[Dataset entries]
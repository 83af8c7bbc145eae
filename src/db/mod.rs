//! Database Module
//!
//! Owns the SQLite connection pool and migrations

pub mod models;
pub mod repository;

use crate::utils::AppError;
use sqlx::SqlitePool;
use sqlx::sqlite::{SqliteConnectOptions, SqliteJournalMode, SqlitePoolOptions, SqliteSynchronous};
use std::path::Path;
use std::str::FromStr;

/// Database service — owns a SQLite connection pool
#[derive(Clone)]
pub struct DbService {
    pub pool: SqlitePool,
}

impl DbService {
    /// Create a new database service with WAL mode
    pub async fn new(db_path: &str) -> Result<Self, AppError> {
        if let Some(parent) = Path::new(db_path).parent()
            && !parent.as_os_str().is_empty()
        {
            std::fs::create_dir_all(parent)
                .map_err(|e| AppError::database(format!("Failed to create data dir: {e}")))?;
        }

        // Build connection options: WAL, foreign keys, normal sync
        let options = SqliteConnectOptions::from_str(&format!("sqlite:{db_path}"))
            .map_err(|e| AppError::database(format!("Invalid database path: {e}")))?
            .create_if_missing(true)
            .journal_mode(SqliteJournalMode::Wal)
            .synchronous(SqliteSynchronous::Normal)
            .pragma("foreign_keys", "ON");

        let pool = SqlitePoolOptions::new()
            .max_connections(5)
            .connect_with(options)
            .await
            .map_err(|e| AppError::database(format!("Failed to open database: {e}")))?;

        // busy_timeout: wait 5s on write contention instead of failing fast
        sqlx::query("PRAGMA busy_timeout = 5000;")
            .execute(&pool)
            .await
            .map_err(|e| AppError::database(format!("Failed to set busy_timeout: {e}")))?;

        tracing::info!("Database connection established (SQLite WAL, busy_timeout=5000ms)");

        Self::migrate(&pool).await?;

        Ok(Self { pool })
    }

    /// In-memory database for tests (single connection: every handle must
    /// see the same memory store)
    pub async fn new_in_memory() -> Result<Self, AppError> {
        let options = SqliteConnectOptions::from_str("sqlite::memory:")
            .map_err(|e| AppError::database(e.to_string()))?
            .pragma("foreign_keys", "ON");

        let pool = SqlitePoolOptions::new()
            .max_connections(1)
            .connect_with(options)
            .await
            .map_err(|e| AppError::database(format!("Failed to open in-memory database: {e}")))?;

        Self::migrate(&pool).await?;

        Ok(Self { pool })
    }

    async fn migrate(pool: &SqlitePool) -> Result<(), AppError> {
        sqlx::migrate!("./migrations")
            .run(pool)
            .await
            .map_err(|e| AppError::database(format!("Failed to apply migrations: {e}")))?;
        tracing::debug!("Database migrations applied");
        Ok(())
    }
}
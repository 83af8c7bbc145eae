//! Order Repository

use super::{RepoError, RepoResult};
use crate::db::models::{FoodItemSummary, Order, OrderItem, OrderStatus};
use crate::utils::units::cents_to_money;
use chrono::Utc;
use sqlx::sqlite::SqliteRow;
use sqlx::{QueryBuilder, Row, Sqlite, SqliteConnection, SqlitePool};
use std::collections::HashMap;

const ORDER_COLS: &str = "id, total_cents, status, created_at, updated_at";

const ITEM_COLS: &str = "oi.id, oi.order_id, oi.food_item_id, oi.quantity, oi.price_cents, \
     f.id AS f_id, f.name AS f_name, f.price_cents AS f_price_cents, \
     f.description AS f_description, f.image AS f_image";

/// An order line about to be inserted (already converted to minor units)
#[derive(Debug, Clone)]
pub struct OrderItemInsert {
    pub id: String,
    pub food_item_id: String,
    pub quantity: i64,
    pub price_cents: i64,
}

#[derive(Clone)]
pub struct OrderRepository {
    pool: SqlitePool,
}

fn map_order_row(row: &SqliteRow) -> RepoResult<Order> {
    let status: String = row.try_get("status")?;
    Ok(Order {
        id: row.try_get("id")?,
        total: cents_to_money(row.try_get("total_cents")?),
        status: status.parse::<OrderStatus>().map_err(RepoError::Database)?,
        created_at: row.try_get("created_at")?,
        updated_at: row.try_get("updated_at")?,
        items: Vec::new(),
    })
}

fn map_item_row(row: &SqliteRow) -> RepoResult<(String, OrderItem)> {
    let food_id: Option<String> = row.try_get("f_id")?;
    let food_item = match food_id {
        Some(id) => Some(FoodItemSummary {
            id,
            name: row.try_get("f_name")?,
            price: cents_to_money(row.try_get("f_price_cents")?),
            description: row.try_get("f_description")?,
            image: row.try_get("f_image")?,
        }),
        None => None,
    };
    let item = OrderItem {
        id: row.try_get("id")?,
        food_item_id: row.try_get("food_item_id")?,
        quantity: row.try_get("quantity")?,
        price: cents_to_money(row.try_get("price_cents")?),
        food_item,
    };
    Ok((row.try_get("order_id")?, item))
}

impl OrderRepository {
    pub fn new(pool: SqlitePool) -> Self {
        Self { pool }
    }

    /// Insert the order row and all its items on the given connection.
    /// Runs inside the order pipeline's transaction.
    pub async fn create_with_items(
        conn: &mut SqliteConnection,
        order_id: &str,
        total_cents: i64,
        status: OrderStatus,
        idempotency_key: Option<&str>,
        items: &[OrderItemInsert],
    ) -> RepoResult<()> {
        let now = Utc::now();
        sqlx::query(
            "INSERT INTO orders (id, total_cents, status, idempotency_key, created_at, updated_at) \
             VALUES (?, ?, ?, ?, ?, ?)",
        )
        .bind(order_id)
        .bind(total_cents)
        .bind(status.as_str())
        .bind(idempotency_key)
        .bind(now)
        .bind(now)
        .execute(&mut *conn)
        .await?;

        let mut qb = QueryBuilder::<Sqlite>::new(
            "INSERT INTO order_items (id, order_id, food_item_id, quantity, price_cents) ",
        );
        qb.push_values(items, |mut b, item| {
            b.push_bind(&item.id)
                .push_bind(order_id)
                .push_bind(&item.food_item_id)
                .push_bind(item.quantity)
                .push_bind(item.price_cents);
        });
        qb.build().execute(&mut *conn).await?;

        Ok(())
    }

    /// Resolve a previously used idempotency key to its order id
    pub async fn find_id_by_idempotency_key(&self, key: &str) -> RepoResult<Option<String>> {
        let row = sqlx::query("SELECT id FROM orders WHERE idempotency_key = ?")
            .bind(key)
            .fetch_optional(&self.pool)
            .await?;
        Ok(row.map(|r| r.get("id")))
    }

    pub async fn count(&self) -> RepoResult<u64> {
        let row = sqlx::query("SELECT COUNT(*) AS cnt FROM orders")
            .fetch_one(&self.pool)
            .await?;
        let count: i64 = row.try_get("cnt")?;
        Ok(count as u64)
    }

    /// One page of orders, newest first, items attached
    pub async fn find_page(&self, limit: i64, offset: i64) -> RepoResult<Vec<Order>> {
        let rows = sqlx::query(&format!(
            "SELECT {ORDER_COLS} FROM orders ORDER BY created_at DESC, id DESC LIMIT ? OFFSET ?"
        ))
        .bind(limit)
        .bind(offset)
        .fetch_all(&self.pool)
        .await?;
        let mut orders: Vec<Order> = rows.iter().map(map_order_row).collect::<RepoResult<_>>()?;
        self.attach_items(&mut orders).await?;
        Ok(orders)
    }

    pub async fn find_by_id_with_items(&self, id: &str) -> RepoResult<Option<Order>> {
        let row = sqlx::query(&format!("SELECT {ORDER_COLS} FROM orders WHERE id = ?"))
            .bind(id)
            .fetch_optional(&self.pool)
            .await?;
        let Some(row) = row else {
            return Ok(None);
        };
        let mut orders = vec![map_order_row(&row)?];
        self.attach_items(&mut orders).await?;
        Ok(orders.pop())
    }

    async fn attach_items(&self, orders: &mut [Order]) -> RepoResult<()> {
        if orders.is_empty() {
            return Ok(());
        }
        let mut qb = QueryBuilder::<Sqlite>::new(format!(
            "SELECT {ITEM_COLS} FROM order_items oi \
             LEFT JOIN food_items f ON f.id = oi.food_item_id WHERE oi.order_id IN ("
        ));
        {
            let mut sep = qb.separated(", ");
            for order in orders.iter() {
                sep.push_bind(order.id.clone());
            }
        }
        qb.push(")");
        let rows = qb.build().fetch_all(&self.pool).await?;

        let mut by_order: HashMap<String, Vec<OrderItem>> = HashMap::new();
        for row in &rows {
            let (order_id, item) = map_item_row(row)?;
            by_order.entry(order_id).or_default().push(item);
        }
        for order in orders.iter_mut() {
            order.items = by_order.remove(&order.id).unwrap_or_default();
        }
        Ok(())
    }
}
//! Repository Module
//!
//! One repository per aggregate, each a thin wrapper over the pool.
//! Operations that must run inside the order transaction (`create_with_items`,
//! `adjust_stock_on`, `create_many`) are associated functions taking
//! `&mut SqliteConnection` so the caller controls the transaction scope.

pub mod alert;
pub mod food_item;
pub mod ingredient;
pub mod order;

pub use alert::AlertRepository;
pub use food_item::FoodItemRepository;
pub use ingredient::IngredientRepository;
pub use order::OrderRepository;

use crate::utils::AppError;
use crate::utils::units::UnitError;
use thiserror::Error;

/// Repository error types
#[derive(Debug, Error)]
pub enum RepoError {
    #[error("Not found: {0}")]
    NotFound(String),

    #[error("Duplicate: {0}")]
    Duplicate(String),

    #[error("Database error: {0}")]
    Database(String),

    #[error("Validation error: {0}")]
    Validation(String),
}

impl From<sqlx::Error> for RepoError {
    fn from(err: sqlx::Error) -> Self {
        match &err {
            sqlx::Error::Database(db) if db.is_unique_violation() => {
                RepoError::Duplicate(db.to_string())
            }
            _ => RepoError::Database(err.to_string()),
        }
    }
}

impl From<UnitError> for RepoError {
    fn from(err: UnitError) -> Self {
        RepoError::Validation(err.to_string())
    }
}

impl From<RepoError> for AppError {
    fn from(err: RepoError) -> Self {
        match err {
            RepoError::NotFound(msg) => AppError::NotFound(msg),
            RepoError::Duplicate(msg) => AppError::Conflict(msg),
            RepoError::Validation(msg) => AppError::Validation(msg),
            RepoError::Database(msg) => AppError::Database(msg),
        }
    }
}

/// Result type for repository operations
pub type RepoResult<T> = Result<T, RepoError>;

/// Generate a new record id
pub(crate) fn new_id() -> String {
    uuid::Uuid::new_v4().to_string()
}
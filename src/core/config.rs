/// Server configuration
///
/// Every field can be overridden through an environment variable:
///
/// | Environment variable | Default | Description |
/// |----------------------|---------|-------------|
/// | HTTP_PORT | 3000 | HTTP service port |
/// | DATABASE_PATH | data/tiffin.db | SQLite database file |
/// | CACHE_BACKEND | memory | `memory` or `redis` |
/// | REDIS_URL | redis://localhost:6379 | Used when CACHE_BACKEND=redis |
/// | ADMIN_TOKEN | (unset) | Shared secret for the admin API |
/// | GEMINI_API_KEY | (unset) | Enables the LLM suggestion model |
/// | GEMINI_MODEL | gemini-2.5-flash | Model name for suggestions |
/// | ORDER_TX_TIMEOUT_MS | 10000 | Order commit transaction timeout |
/// | ENVIRONMENT | development | development \| staging \| production |
#[derive(Debug, Clone)]
pub struct Config {
    /// HTTP API port
    pub http_port: u16,
    /// SQLite database file path
    pub database_path: String,
    /// Cache backend selector: "memory" | "redis"
    pub cache_backend: String,
    /// Redis connection URL (redis backend only)
    pub redis_url: String,
    /// Shared secret gating the admin API; admin routes reject when unset
    pub admin_token: Option<String>,
    /// Gemini API key; suggestion endpoints fall back to deterministic
    /// picks when unset
    pub gemini_api_key: Option<String>,
    /// Gemini model name
    pub gemini_model: String,
    /// Order commit transaction timeout (milliseconds)
    pub order_tx_timeout_ms: u64,
    /// Runtime environment: development | staging | production
    pub environment: String,
}

impl Config {
    /// Load configuration from the environment, falling back to defaults
    pub fn from_env() -> Self {
        Self {
            http_port: std::env::var("HTTP_PORT")
                .ok()
                .and_then(|p| p.parse().ok())
                .unwrap_or(3000),
            database_path: std::env::var("DATABASE_PATH")
                .unwrap_or_else(|_| "data/tiffin.db".into()),
            cache_backend: std::env::var("CACHE_BACKEND").unwrap_or_else(|_| "memory".into()),
            redis_url: std::env::var("REDIS_URL")
                .unwrap_or_else(|_| "redis://localhost:6379".into()),
            admin_token: std::env::var("ADMIN_TOKEN").ok().filter(|t| !t.is_empty()),
            gemini_api_key: std::env::var("GEMINI_API_KEY")
                .ok()
                .filter(|k| !k.is_empty()),
            gemini_model: std::env::var("GEMINI_MODEL")
                .unwrap_or_else(|_| "gemini-2.5-flash".into()),
            order_tx_timeout_ms: std::env::var("ORDER_TX_TIMEOUT_MS")
                .ok()
                .and_then(|v| v.parse().ok())
                .unwrap_or(10_000),
            environment: std::env::var("ENVIRONMENT").unwrap_or_else(|_| "development".into()),
        }
    }

    pub fn is_production(&self) -> bool {
        self.environment == "production"
    }

    pub fn is_development(&self) -> bool {
        self.environment == "development"
    }
}

impl Default for Config {
    fn default() -> Self {
        Self::from_env()
    }
}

__WHAT THE EXERCISE ASKS__.
Scan the records for the string "tracing". Copy each line in which it appears.

__RESPONSE__.
        tracing::info!("Database connection established (SQLite WAL, busy_timeout=5000ms)");
        tracing::debug!("Database migrations applied");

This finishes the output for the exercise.